I took the fattest bottle on the shelf, which turned out to be a money making kit: a green liquid (great choice of color) in a bottle adorned by a 100$ fake bill, a green candle and a Turkish evil-eye key chain. I was confused so I called the lady at the counter to shed some light on the use of this mysterious product. With a serious face, she started: you wash yourself or the floor with the detergent in the bottle, and while you get yourself (or your floor) cleansed, you must burn the green candle. Ah, got it! And, I thought to myself, if I am still alive after the magic bath, I should wear the evil eye keychain, to fend off people envious at all the money I would make. Man, I thought, for the mere price of $8.49, I could get rich.

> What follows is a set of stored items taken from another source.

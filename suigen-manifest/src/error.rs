use std::path::PathBuf;

use miette::{Diagnostic, NamedSource, SourceSpan};
use thiserror::Error;

/// Result type for suigen-manifest operations (boxed to reduce size on stack)
pub type Result<T> = std::result::Result<T, Box<Error>>;

/// Source context for error reporting.
///
/// Encapsulates the source content and filename, reducing parameter passing
/// in error factory functions.
#[derive(Debug, Clone)]
pub struct SourceContext {
    src: String,
    filename: String,
}

impl SourceContext {
    /// Create a new source context.
    pub fn new(src: impl Into<String>, filename: impl Into<String>) -> Self {
        Self {
            src: src.into(),
            filename: filename.into(),
        }
    }

    /// Get the source content.
    pub fn src(&self) -> &str {
        &self.src
    }

    /// Get the filename.
    pub fn filename(&self) -> &str {
        &self.filename
    }

    /// Create a NamedSource for miette error reporting.
    pub fn named_source(&self) -> NamedSource<String> {
        NamedSource::new(&self.filename, self.src.clone())
    }

    /// Create a parse error from a toml error.
    pub fn parse_error(&self, source: toml::de::Error) -> Box<Error> {
        let span = source.span().map(SourceSpan::from);
        Box::new(Error::Parse {
            src: self.named_source(),
            span,
            source,
        })
    }

    /// Create a schema snapshot error from a JSON error.
    pub fn schema_error(&self, package: impl Into<String>, source: serde_json::Error) -> Box<Error> {
        let span = json_error_span(&self.src, source.line(), source.column());
        Box::new(Error::Schema {
            src: self.named_source(),
            span,
            package: package.into(),
            source,
        })
    }

    /// Create a validation error without a span.
    pub fn validation_error(&self, message: impl Into<String>) -> Box<Error> {
        Box::new(Error::Validation {
            src: self.named_source(),
            span: None,
            message: message.into(),
        })
    }

    /// Create a validation error with a span.
    pub fn validation_error_at(
        &self,
        message: impl Into<String>,
        span: impl Into<SourceSpan>,
    ) -> Box<Error> {
        Box::new(Error::Validation {
            src: self.named_source(),
            span: Some(span.into()),
            message: message.into(),
        })
    }

    /// Create an invalid package name error.
    pub fn invalid_name_error(
        &self,
        name: impl Into<String>,
        reason: impl Into<String>,
        span: Option<SourceSpan>,
    ) -> Box<Error> {
        Box::new(Error::InvalidName {
            src: self.named_source(),
            span,
            name: name.into(),
            reason: reason.into(),
        })
    }

    /// Create an invalid package id error.
    pub fn invalid_package_id_error(
        &self,
        name: impl Into<String>,
        id: impl Into<String>,
        span: Option<SourceSpan>,
    ) -> Box<Error> {
        Box::new(Error::InvalidPackageId {
            src: self.named_source(),
            span,
            name: name.into(),
            id: id.into(),
        })
    }
}

/// Byte span of the character serde_json reported (1-based line and column).
///
/// Returns `None` when the position lies outside the source.
pub(crate) fn json_error_span(src: &str, line: usize, column: usize) -> Option<SourceSpan> {
    if line == 0 {
        return None;
    }

    let line_start: usize = src
        .split_inclusive('\n')
        .take(line - 1)
        .map(str::len)
        .sum();
    let offset = line_start + column.saturating_sub(1);

    if offset > src.len() {
        return None;
    }

    let len = usize::from(offset < src.len());
    Some(SourceSpan::from((offset, len)))
}

#[derive(Debug, Error, Diagnostic)]
pub enum Error {
    #[error("failed to read '{path}'")]
    #[diagnostic(help("run 'suigen init' to create a suigen.toml"))]
    Io {
        path: PathBuf,
        #[source]
        source: std::io::Error,
    },

    #[error("failed to parse suigen.toml")]
    #[diagnostic(code(suigen::parse_error))]
    Parse {
        #[source_code]
        src: NamedSource<String>,
        #[label("parse error here")]
        span: Option<SourceSpan>,
        #[source]
        source: toml::de::Error,
    },

    #[error("{message}")]
    #[diagnostic(code(suigen::validation_error))]
    Validation {
        #[source_code]
        src: NamedSource<String>,
        #[label("{message}")]
        span: Option<SourceSpan>,
        message: String,
    },

    #[error("invalid package name '{name}'")]
    #[diagnostic(
        code(suigen::invalid_name),
        help("{reason}. Use letters, numbers, '-' and '_', starting with a letter.")
    )]
    InvalidName {
        #[source_code]
        src: NamedSource<String>,
        #[label("invalid name")]
        span: Option<SourceSpan>,
        name: String,
        reason: String,
    },

    #[error("invalid package id '{id}' for '{name}'")]
    #[diagnostic(
        code(suigen::invalid_package_id),
        help("package ids are '0x' followed by 1 to 64 hexadecimal digits")
    )]
    InvalidPackageId {
        #[source_code]
        src: NamedSource<String>,
        #[label("not a package id")]
        span: Option<SourceSpan>,
        name: String,
        id: String,
    },

    #[error("unknown network '{name}'")]
    #[diagnostic(code(suigen::unknown_network), help("configured networks: {available}"))]
    UnknownNetwork { name: String, available: String },

    #[error("no packages configured")]
    #[diagnostic(
        code(suigen::no_packages),
        help("add an entry under [packages], e.g. counter = \"0x123\"")
    )]
    NoPackages,

    #[error("invalid schema snapshot for '{package}'")]
    #[diagnostic(code(suigen::schema_error))]
    Schema {
        #[source_code]
        src: NamedSource<String>,
        #[label("invalid JSON here")]
        span: Option<SourceSpan>,
        package: String,
        #[source]
        source: serde_json::Error,
    },

    #[error("package '{package}' has no modules in '{path}'")]
    #[diagnostic(
        code(suigen::empty_package),
        help("a schema snapshot is the normalized module map of the package")
    )]
    EmptyPackage { package: String, path: PathBuf },
}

It turned out I landed in the spiritual section of the deli. The bottles were filled with esoteric oils, that, for $3.49 a piece, could solve one’s many problems. For financial freedom, there was Lucky Don Dinero (translated as Lucky Mr. Money, which sounded more like a Chinese bank) and Don Juan del Dinero (yes, Don Juan but of the Money). For men, there was the Siete Machos cologne – need to work on your manhood? Sprinkle that Siete Machos on your clothes daily. Then there was the Abre Camino potion (Open Road) and Destrancadera (Unlock) that helped open roads and doors to opportunities in life, although it seemed that the Destrancadera could also help unlock someone’s heart. For enemies, there was a choice of Contra Maleficios y Salaciones oil (Against Curses) or the more straightforward and probably more far reaching detergent Contra Enemigos. For entrepreneurs, the Llama Clientes shampoo (Call Clients). I think this could be a seller in Silicon Valley. The good luck selection was pretty varied, there was the regular option of Buena Suerte, but for fast results and the same price, one could purchase Suerte Rapida (Fast Luck) or Doble Suerte Rapida (the mother of all luck, you get it fast and you get it double). There was literally a bottle for every need. The best of it? They were all Made in China!
I followed my path through esoteric oils, rice bags and tomato sauce cans. I found my milk, took it to the cashier, purchased it. I could not decide if I needed money, love, luck, or clients. Once I decide, I could always come back.